Task instructions:
Report every line of the records below that contains the word "Sales".

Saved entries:
+-------+

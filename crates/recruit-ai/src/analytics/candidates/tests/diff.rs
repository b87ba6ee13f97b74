use super::common::snapshot;
use crate::analytics::candidates::diff::{diff_snapshots, ResumeChange};
use crate::analytics::candidates::domain::EducationLevel;

#[test]
fn identical_snapshots_report_no_changes() {
    let previous = snapshot(EducationLevel::Graduate, 5, &["Python", "SQL"], "Analyst");
    let latest = previous.clone();

    assert!(diff_snapshots(&previous, &latest).is_empty());
}

#[test]
fn skill_changes_come_first_added_then_removed() {
    let previous = snapshot(EducationLevel::Graduate, 5, &["A", "B"], "Analyst");
    let latest = snapshot(EducationLevel::Graduate, 10, &["B", "C"], "Manager");

    let changes = diff_snapshots(&previous, &latest);

    assert_eq!(changes.len(), 4);
    assert_eq!(changes[0], ResumeChange::SkillsAdded(vec!["C".to_string()]));
    assert_eq!(
        changes[1],
        ResumeChange::SkillsRemoved(vec!["A".to_string()])
    );
    assert!(matches!(
        changes[2],
        ResumeChange::ExperienceUpdated { .. }
    ));
    assert!(matches!(changes[3], ResumeChange::RoleChanged { .. }));
}

#[test]
fn summaries_render_the_dashboard_strings() {
    let previous = snapshot(EducationLevel::Graduate, 2, &["Excel", "SQL"], "Analyst");
    let latest = snapshot(
        EducationLevel::Graduate,
        5,
        &["ML", "Python", "SQL"],
        "Senior Analyst",
    );

    let summaries: Vec<String> = diff_snapshots(&previous, &latest)
        .iter()
        .map(ResumeChange::summary)
        .collect();

    assert_eq!(
        summaries,
        vec![
            "Skills added: ML, Python".to_string(),
            "Skills removed: Excel".to_string(),
            "Experience updated: Early Career (1–3 yrs) → Experienced (4–7 yrs)".to_string(),
            "Role changed: Analyst → Senior Analyst".to_string(),
        ]
    );
}

#[test]
fn added_skill_listings_are_alphabetical() {
    let previous = snapshot(EducationLevel::PostGraduate, 3, &["SQL"], "Consultant");
    let latest = snapshot(
        EducationLevel::PostGraduate,
        3,
        &["SQL", "Sales", "Marketing", "Excel"],
        "Consultant",
    );

    let changes = diff_snapshots(&previous, &latest);

    assert_eq!(
        changes,
        vec![ResumeChange::SkillsAdded(vec![
            "Excel".to_string(),
            "Marketing".to_string(),
            "Sales".to_string(),
        ])]
    );
}

#[test]
fn education_and_raw_years_are_not_compared() {
    let previous = snapshot(EducationLevel::Graduate, 5, &["SQL"], "Analyst");
    let latest = snapshot(EducationLevel::PostGraduate, 6, &["SQL"], "Analyst");

    // Both years fall in the same bucket and education is out of scope.
    assert!(diff_snapshots(&previous, &latest).is_empty());
}
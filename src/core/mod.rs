//! Core business logic abstractions

pub mod cache;
pub mod config;
pub mod currency;
pub mod error;
pub mod log;
pub mod pipeline;
pub mod price;
pub mod projection;
pub mod stats;

// Re-export main types for cleaner imports
pub use currency::{ConversionRate, CurrencyRateProvider, ResolvedRate};
pub use error::ForecastError;
pub use price::{DateRange, PricePoint, PriceSeriesLoader, SeriesSource};
pub use projection::{PointKind, ProjectedSeries};
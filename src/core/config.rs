use crate::core::error::ForecastError;
use crate::core::projection::DEFAULT_HORIZON_DAYS;
use anyhow::{Context, Result, bail};
use directories::ProjectDirs;
use serde::{Deserialize, Serialize};
use std::{fs, path::PathBuf};
use tracing::debug;

#[derive(Debug, Deserialize, Serialize, Clone, PartialEq)]
pub struct Product {
    pub name: String,
    pub ticker: String,
    pub csv: String,
    /// Known data issue shown alongside the product.
    pub note: Option<String>,
}

impl Product {
    fn new(name: &str, ticker: &str, csv: &str) -> Self {
        Product {
            name: name.to_string(),
            ticker: ticker.to_string(),
            csv: csv.to_string(),
            note: None,
        }
    }
}

/// The commodity catalog used when the config file does not list products.
pub fn default_products() -> Vec<Product> {
    let mut rice = Product::new("Rice", "ZR=F", "rice.csv");
    rice.note = Some(
        "Ticker is inconsistent across catalog sources (ZR=F vs. another listed symbol); \
         verify the Yahoo series before relying on it"
            .to_string(),
    );

    vec![
        Product::new("Wheat", "ZW=F", "wheat.csv"),
        rice,
        Product::new("Corn", "ZC=F", "corn.csv"),
        Product::new("Soybean", "ZS=F", "soybean.csv"),
        Product::new("Cotton", "CT=F", "cotton.csv"),
        Product::new("Sugar", "SB=F", "sugar.csv"),
        Product::new("Coffee", "KC=F", "coffee.csv"),
        Product::new("Cocoa", "CC=F", "cocoa.csv"),
        Product::new("Oats", "ZO=F", "oats.csv"),
        Product::new("Orange Juice", "OJ=F", "orange_juice.csv"),
    ]
}

#[derive(Debug, Deserialize, Serialize, Clone)]
pub struct YahooProviderConfig {
    pub base_url: String,
}

#[derive(Debug, Deserialize, Serialize, Clone)]
pub struct ExchangeRateProviderConfig {
    pub base_url: String,
}

#[derive(Debug, Deserialize, Serialize, Clone)]
pub struct ProvidersConfig {
    pub yahoo: Option<YahooProviderConfig>,
    pub exchange_rate: Option<ExchangeRateProviderConfig>,
}

impl Default for ProvidersConfig {
    fn default() -> Self {
        ProvidersConfig {
            yahoo: Some(YahooProviderConfig {
                base_url: "https://query1.finance.yahoo.com".to_string(),
            }),
            exchange_rate: Some(ExchangeRateProviderConfig {
                base_url: "https://api.exchangerate-api.com".to_string(),
            }),
        }
    }
}

impl ProvidersConfig {
    pub fn yahoo_base_url(&self) -> &str {
        self.yahoo
            .as_ref()
            .map_or("https://query1.finance.yahoo.com", |p| &p.base_url)
    }

    pub fn exchange_rate_base_url(&self) -> &str {
        self.exchange_rate
            .as_ref()
            .map_or("https://api.exchangerate-api.com", |p| &p.base_url)
    }
}

#[derive(Debug, Deserialize, Serialize, Clone, Copy, PartialEq, Eq, Default)]
#[serde(rename_all = "snake_case")]
pub enum RateSource {
    #[default]
    ExchangeRateApi,
    Yahoo,
}

#[derive(Debug, Deserialize, Serialize, Clone, Default)]
pub struct RatesConfig {
    #[serde(default)]
    pub provider: RateSource,
}

#[derive(Debug, Deserialize, Serialize, Clone)]
pub struct CurrencyConfig {
    pub source: String,
    pub target: String,
    pub fallback_rate: f64,
}

impl Default for CurrencyConfig {
    fn default() -> Self {
        CurrencyConfig {
            source: "USD".to_string(),
            target: "INR".to_string(),
            fallback_rate: 75.0,
        }
    }
}

#[derive(Debug, Deserialize, Serialize, Clone)]
pub struct ProjectionConfig {
    pub horizon_days: usize,
    /// Trailing window requested from remote sources.
    pub history_days: u32,
}

impl Default for ProjectionConfig {
    fn default() -> Self {
        ProjectionConfig {
            horizon_days: DEFAULT_HORIZON_DAYS,
            history_days: 180,
        }
    }
}

#[derive(Debug, Deserialize, Serialize, Clone)]
pub struct CacheConfig {
    pub ttl_secs: u64,
}

impl Default for CacheConfig {
    fn default() -> Self {
        CacheConfig { ttl_secs: 3600 }
    }
}

#[derive(Debug, Deserialize, Serialize, Clone)]
pub struct AppConfig {
    #[serde(default = "default_products")]
    pub products: Vec<Product>,
    #[serde(default)]
    pub providers: ProvidersConfig,
    #[serde(default)]
    pub rates: RatesConfig,
    #[serde(default)]
    pub currency: CurrencyConfig,
    #[serde(default)]
    pub projection: ProjectionConfig,
    #[serde(default)]
    pub cache: CacheConfig,
    /// Directory holding the per-product CSV files.
    pub data_path: Option<String>,
}

impl Default for AppConfig {
    fn default() -> Self {
        AppConfig {
            products: default_products(),
            providers: ProvidersConfig::default(),
            rates: RatesConfig::default(),
            currency: CurrencyConfig::default(),
            projection: ProjectionConfig::default(),
            cache: CacheConfig::default(),
            data_path: None,
        }
    }
}

impl AppConfig {
    /// Loads the config from the default location, or built-in defaults when
    /// no file has been set up yet.
    pub fn load() -> Result<Self> {
        debug!("Loading default config");
        let config_path = Self::default_config_path()?;
        if !config_path.exists() {
            debug!(
                "No config at {}, using built-in defaults",
                config_path.display()
            );
            return Ok(Self::default());
        }
        Self::load_from_path(&config_path)
    }

    pub fn default_config_path() -> Result<PathBuf> {
        let proj_dirs = ProjectDirs::from("in", "agriprice", "agriprice")
            .context("Could not determine project directories")?;
        Ok(proj_dirs.config_dir().join("config.yaml"))
    }

    /// Directory the CSV loader reads from; the working directory by default.
    pub fn data_dir(&self) -> PathBuf {
        self.data_path
            .as_ref()
            .map_or_else(|| PathBuf::from("."), PathBuf::from)
    }

    pub fn load_from_path<P: AsRef<std::path::Path>>(path: P) -> Result<Self> {
        let config_str = fs::read_to_string(path.as_ref())
            .with_context(|| format!("Failed to read config file: {}", path.as_ref().display()))?;

        let config: Self = serde_yaml::from_str(&config_str)
            .with_context(|| format!("Failed to parse config file: {}", path.as_ref().display()))?;
        config
            .validate()
            .with_context(|| format!("Invalid config file: {}", path.as_ref().display()))?;
        debug!("Successfully loaded config");
        Ok(config)
    }

    pub fn validate(&self) -> Result<()> {
        if self.products.is_empty() {
            bail!("At least one product must be configured");
        }
        if !(self.currency.fallback_rate.is_finite() && self.currency.fallback_rate > 0.0) {
            bail!(
                "Fallback rate must be a positive number, got {}",
                self.currency.fallback_rate
            );
        }
        if self.projection.horizon_days == 0 {
            bail!("Projection horizon must be at least one day");
        }
        Ok(())
    }

    /// Case-insensitive product lookup by name.
    pub fn find_product(&self, name: &str) -> Result<&Product, ForecastError> {
        self.products
            .iter()
            .find(|p| p.name.eq_ignore_ascii_case(name.trim()))
            .ok_or_else(|| ForecastError::UnknownProduct(name.to_string()))
    }
}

+-------+

Solution for this exercise:
        &["SQL", "Sales", "Marketing", "Excel"],
            "Sales".to_string(),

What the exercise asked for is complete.